[SPARK-23893][CORE][SQL] Avoid possible integer overflow in multiplication

kiszk · hvanhovell · commit 8d40a79a077a · 2018-04-08T20:40:27.000+02:00
## What changes were proposed in this pull request? This PR avoids possible overflow at an operation `long = (long)(int * int)`. The multiplication of large positive integer values may set one to MSB. This leads to a negative value in long while we expected a positive value (e.g. `0111_0000_0000_0000 * 0000_0000_0000_0010`). This PR performs long cast before the multiplication to avoid this situation. ## How was this patch tested?
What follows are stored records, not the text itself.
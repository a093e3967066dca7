use std::time::Duration;

use frames::ServerMessage;
use tokio::time::timeout;

use super::*;
use crate::state::test_helpers::{seat_user, seed_room, stroke, test_app_state};

async fn recv(rx: &mut mpsc::Receiver<ServerMessage>) -> ServerMessage {
    timeout(Duration::from_millis(200), rx.recv())
        .await
        .expect("timed out waiting for message")
        .expect("channel closed")
}

async fn join(
    state: &AppState,
    room_id: &str,
    user_id: &str,
    previous: Option<&Membership>,
) -> (JoinReply, mpsc::Receiver<ServerMessage>) {
    let (tx, rx) = mpsc::channel(64);
    let reply = join_room(state, room_id, UserRecord::new(user_id, "#ff0000"), Uuid::new_v4(), tx, previous)
        .await
        .expect("join should succeed");
    (reply, rx)
}

// =============================================================================
// create / exists
// =============================================================================

#[tokio::test]
async fn create_room_then_exists() {
    let state = test_app_state();
    assert!(!room_exists(&state, "abc123").await);
    create_room(&state, "abc123").await.expect("create");
    assert!(room_exists(&state, "abc123").await);
}

#[tokio::test]
async fn create_room_twice_fails() {
    let state = test_app_state();
    create_room(&state, "abc123").await.expect("create");
    let err = create_room(&state, "abc123").await.expect_err("duplicate");
    assert_eq!(err, RoomError::AlreadyExists("abc123".into()));
}

#[tokio::test]
async fn create_room_rejects_blank_id() {
    let state = test_app_state();
    assert_eq!(create_room(&state, "  ").await, Err(RoomError::InvalidId));
}

// =============================================================================
// join
// =============================================================================

#[tokio::test]
async fn join_missing_room_is_not_found() {
    let state = test_app_state();
    let (tx, _rx) = mpsc::channel(8);
    let err = join_room(&state, "nope", UserRecord::new("a", "#000"), Uuid::new_v4(), tx, None)
        .await
        .expect_err("missing room");
    assert_eq!(err, RoomError::NotFound("nope".into()));
}

#[tokio::test]
async fn padded_id_joins_the_trimmed_room() {
    let state = test_app_state();
    create_room(&state, " abc ").await.expect("create");
    assert!(room_exists(&state, " abc").await);

    let (reply, _rx) = join(&state, " abc", "a", None).await;
    assert_eq!(reply.membership.room_id, "abc");
    let mut rooms = state.rooms.write().await;
    assert!(member_room(&mut rooms, Some(&reply.membership), "abc ").is_ok());
}

#[tokio::test]
async fn join_returns_members_and_full_replay() {
    let state = test_app_state();
    seed_room(&state, "r").await;
    {
        let mut rooms = state.rooms.write().await;
        let room = rooms.get_mut("r").expect("room");
        let mut undone = stroke("s1", "r", "a", 3, frames::now_ms());
        undone.is_deleted = Some(true);
        room.push_drawing(undone);
    }

    let (reply, _rx) = join(&state, "r", "b", None).await;
    assert_eq!(reply.users.len(), 1);
    assert_eq!(reply.replay.len(), 1);
    assert_eq!(reply.replay[0].points.len(), 3);
    assert!(!reply.replay[0].is_incremental);
    assert_eq!(reply.replay[0].is_deleted, None);
    assert_eq!(reply.membership.user_id, "b");
}

#[tokio::test]
async fn join_announces_to_existing_members_only() {
    let state = test_app_state();
    seed_room(&state, "r").await;
    let (_a, mut rx_a) = join(&state, "r", "a", None).await;
    let (_b, mut rx_b) = join(&state, "r", "b", None).await;

    match recv(&mut rx_a).await {
        ServerMessage::UserJoined { user } => assert_eq!(user.id, "b"),
        other => panic!("expected user-joined, got {other:?}"),
    }
    assert!(rx_b.try_recv().is_err());
}

#[tokio::test]
async fn join_skips_expired_strokes() {
    let state = test_app_state();
    seed_room(&state, "r").await;
    {
        let mut rooms = state.rooms.write().await;
        let room = rooms.get_mut("r").expect("room");
        room.push_drawing(stroke("old", "r", "a", 2, frames::now_ms() - 31 * 60 * 1000));
        room.push_drawing(stroke("new", "r", "a", 2, frames::now_ms()));
    }
    let (reply, _rx) = join(&state, "r", "b", None).await;
    let ids: Vec<&str> = reply.replay.iter().map(|d| d.id.as_str()).collect();
    assert_eq!(ids, ["new"]);
}

#[tokio::test]
async fn joining_second_room_evicts_first() {
    let state = test_app_state();
    seed_room(&state, "one").await;
    seed_room(&state, "two").await;
    let (_peer, mut rx_peer) = seat_user(&state, "one", "peer").await;

    let (first, _rx) = join(&state, "one", "a", None).await;
    assert!(matches!(recv(&mut rx_peer).await, ServerMessage::UserJoined { .. }));

    let (_second, _rx2) = join(&state, "two", "a", Some(&first.membership)).await;
    assert_eq!(recv(&mut rx_peer).await, ServerMessage::UserLeft { user_id: "a".into() });

    let rooms = state.rooms.read().await;
    assert!(!rooms["one"].users.contains_key("a"));
    assert!(rooms["two"].users.contains_key("a"));
}

#[tokio::test]
async fn eviction_deletes_emptied_room() {
    let state = test_app_state();
    seed_room(&state, "one").await;
    seed_room(&state, "two").await;
    // Same user from a different socket: no previous membership passed.
    let (_first, _rx) = join(&state, "one", "a", None).await;
    let (_second, _rx2) = join(&state, "two", "a", None).await;

    assert!(!room_exists(&state, "one").await);
    assert!(room_exists(&state, "two").await);
}

#[tokio::test]
async fn rejoining_same_room_replaces_seat() {
    let state = test_app_state();
    seed_room(&state, "r").await;
    let (first, _rx1) = join(&state, "r", "a", None).await;
    let (second, _rx2) = join(&state, "r", "a", Some(&first.membership)).await;

    let rooms = state.rooms.read().await;
    let room = &rooms["r"];
    assert_eq!(room.users.len(), 1);
    assert!(room.holds(&second.membership));
    assert!(!room.holds(&first.membership));
}

// =============================================================================
// leave
// =============================================================================

#[tokio::test]
async fn leave_last_member_deletes_room() {
    let state = test_app_state();
    seed_room(&state, "r").await;
    let (reply, _rx) = join(&state, "r", "a", None).await;
    assert!(leave_room(&state, &reply.membership).await);
    assert!(!room_exists(&state, "r").await);
}

#[tokio::test]
async fn leave_notifies_remaining_members() {
    let state = test_app_state();
    seed_room(&state, "r").await;
    let (_peer, mut rx_peer) = seat_user(&state, "r", "peer").await;
    let (reply, _rx) = join(&state, "r", "a", None).await;
    assert!(matches!(recv(&mut rx_peer).await, ServerMessage::UserJoined { .. }));

    leave_room(&state, &reply.membership).await;
    assert_eq!(recv(&mut rx_peer).await, ServerMessage::UserLeft { user_id: "a".into() });
}

#[tokio::test]
async fn leave_is_idempotent() {
    let state = test_app_state();
    seed_room(&state, "r").await;
    let (_peer, _rx_peer) = seat_user(&state, "r", "peer").await;
    let (reply, _rx) = join(&state, "r", "a", None).await;
    assert!(leave_room(&state, &reply.membership).await);
    assert!(!leave_room(&state, &reply.membership).await);
}

#[tokio::test]
async fn stale_socket_cannot_evict_reconnect() {
    let state = test_app_state();
    seed_room(&state, "r").await;
    let (old, _rx1) = join(&state, "r", "a", None).await;
    let (fresh, _rx2) = join(&state, "r", "a", None).await;

    assert!(!leave_room(&state, &old.membership).await);
    let rooms = state.rooms.read().await;
    assert!(rooms["r"].holds(&fresh.membership));
}

// =============================================================================
// member_room
// =============================================================================

#[tokio::test]
async fn member_room_requires_join() {
    let state = test_app_state();
    seed_room(&state, "r").await;
    let (member, _rx) = seat_user(&state, "r", "a").await;
    let mut rooms = state.rooms.write().await;

    assert_eq!(member_room(&mut rooms, None, "r").err(), Some(RoomError::NotJoined));
    assert_eq!(
        member_room(&mut rooms, Some(&member), "other").err(),
        Some(RoomError::NotMember("other".into()))
    );
    assert!(member_room(&mut rooms, Some(&member), "r").is_ok());
}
Existing UTs Author: Kazuaki Ishizaki <ishizaki@jp.ibm.com> Closes #21002 from kiszk/SPARK-23893.
diff --git a/core/src/main/java/org/apache/spark/util/collection/unsafe/sort/UnsafeInMemorySorter.java b/core/src/main/java/org/apache/spark/util/collection/unsafe/sort/UnsafeInMemorySorter.java
@@ -124,7 +124,7 @@ public UnsafeInMemorySorter(
     int initialSize,
     boolean canUseRadixSort) {
     this(consumer, memoryManager, recordComparator, prefixComparator,
-      consumer.allocateArray(initialSize * 2), canUseRadixSort);
+      consumer.allocateArray(initialSize * 2L), canUseRadixSort);
   }
 
   public UnsafeInMemorySorter(
diff --git a/core/src/main/java/org/apache/spark/util/collection/unsafe/sort/UnsafeSortDataFormat.java b/core/src/main/java/org/apache/spark/util/collection/unsafe/sort/UnsafeSortDataFormat.java
@@ -84,7 +84,7 @@ public void copyRange(LongArray src, int srcPos, LongArray dst, int dstPos, int
 
   @Override
   public LongArray allocate(int length) {
-    assert (length * 2 <= buffer.size()) :
+    assert (length * 2L <= buffer.size()) :
       "the buffer is smaller than required: " + buffer.size() + " < " + (length * 2);
     return buffer;
   }
diff --git a/core/src/main/scala/org/apache/spark/rdd/AsyncRDDActions.scala b/core/src/main/scala/org/apache/spark/rdd/AsyncRDDActions.scala
@@ -90,7 +90,7 @@ class AsyncRDDActions[T: ClassTag](self: RDD[T]) extends Serializable with Loggi
           // Otherwise, interpolate the number of partitions we need to try, but overestimate it
           // by 50%. We also cap the estimation in the end.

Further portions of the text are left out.